Envelopes: Color of No Consequence?

Though hardly conclusive, a new case study from direct mail company Ballantine Corp. does put some numbers to an age-old question: Does envelope color affect response rates?

Lapham’s Quarterly, an uber-highbrow magazine “of history and ideas,” had been sending out the same No. 10 black envelope – containing lift note, reply card, accordion brochure and BRE – for a long time, before investigating if a white envelope might affect results.

So a similar mailing offering a $21 discount on a set of four issues was sent to 25,000 people in a white version of the traditional black envelope. The result: a nearly identical response rate. A similar test of 50,000 mailings is slated for sometime next month.

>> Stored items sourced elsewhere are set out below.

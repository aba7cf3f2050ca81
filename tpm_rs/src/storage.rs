use std::path::{Path, PathBuf};

use serde_json::{Map, Value};

/// A persisted data object, the unit a saved-data file holds.
pub type Compound = Map<String, Value>;

pub static DATA_DIRECTORY_NAME: &str = "data";

#[derive(Debug, thiserror::Error)]
pub enum StorageError {
    #[error("Couldn't access {}: {source}", path.display())]
    Io { path: PathBuf, source: std::io::Error },

    #[error("Couldn't parse {}: {source}", path.display())]
    Parse { path: PathBuf, source: serde_json::Error },
}

/// On-disk data container of a single top-level world: `<world_directory>/data/<key>.json`.
#[derive(Debug, Clone)]
pub struct DataStorage {
    directory: PathBuf,
}

impl DataStorage {
    pub fn new(world_directory: impl AsRef<Path>) -> Self {
        Self {
            directory: world_directory.as_ref().join(DATA_DIRECTORY_NAME),
        }
    }

    pub fn directory(&self) -> &Path {
        &self.directory
    }

    pub fn file_for(&self, key: &str) -> PathBuf {
        self.directory.join(format!("{key}.json"))
    }

    /// Read the compound stored under `key`.
    ///
    /// Returns [None] if nothing has been saved under that key yet.
    pub fn read(&self, key: &str) -> Result<Option<Compound>, StorageError> {
        let path = self.file_for(key);

        let file = match std::fs::read(&path) {
            Ok(file) => file,
            Err(e) if e.kind() == std::io::ErrorKind::NotFound => return Ok(None),
            Err(source) => return Err(StorageError::Io { path, source }),
        };

        match serde_json::from_slice(&file) {
            Ok(compound) => Ok(Some(compound)),
            Err(source) => Err(StorageError::Parse { path, source }),
        }
    }

    pub fn write(&self, key: &str, compound: &Compound) -> Result<(), StorageError> {
        let path = self.file_for(key);
        let out = serde_json::to_vec_pretty(compound).map_err(|source| StorageError::Parse {
            path: path.clone(),
            source,
        })?;

        std::fs::create_dir_all(&self.directory)
            .and_then(|_| std::fs::write(&path, out))
            .map_err(|source| StorageError::Io { path, source })
    }
}

#[cfg(test)]
mod tests {
    use serde_json::json;

    use super::*;

    #[test]
    fn missing_key_reads_as_none() {
        let dir = tempfile::tempdir().expect("create tempdir");
        let storage = DataStorage::new(dir.path());

        assert!(storage.read("tpmod_locations").unwrap().is_none());
    }

    #[test]
    fn write_then_read_returns_same_compound() {
        let dir = tempfile::tempdir().expect("create tempdir");
        let storage = DataStorage::new(dir.path().join("world"));
        let mut compound = Compound::new();
        compound.insert("locations".into(), json!({}));

        storage.write("tpmod_locations", &compound).unwrap();

        assert!(storage.file_for("tpmod_locations").ends_with("world/data/tpmod_locations.json"));
        assert_eq!(storage.read("tpmod_locations").unwrap(), Some(compound));
    }

    #[test]
    fn corrupt_file_is_an_error() {
        let dir = tempfile::tempdir().expect("create tempdir");
        let storage = DataStorage::new(dir.path());
        std::fs::create_dir_all(storage.directory()).unwrap();
        std::fs::write(storage.file_for("tpmod_locations"), "{ not json").unwrap();

        assert!(storage.read("tpmod_locations").is_err());
    }
}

Whoa, whoa, whoa – what can we possibly conclude from this? How do we interpret a case study that fails to take into account the package design and the obscure – and, let’s be honest – dry nature of the publication?

As Ballantine points out, if your client gets the same response to a white envelope as a black one, there are savings to be had from the smaller amount of ink used to print it.

And perhaps the real takeaway is this: If you already have a preselected target audience that has already expressed interest in the product you’re advertising, you don’t necessarily have to wow them with the envelope. Save that vibrant new packaging for the new-customer recruitment drive.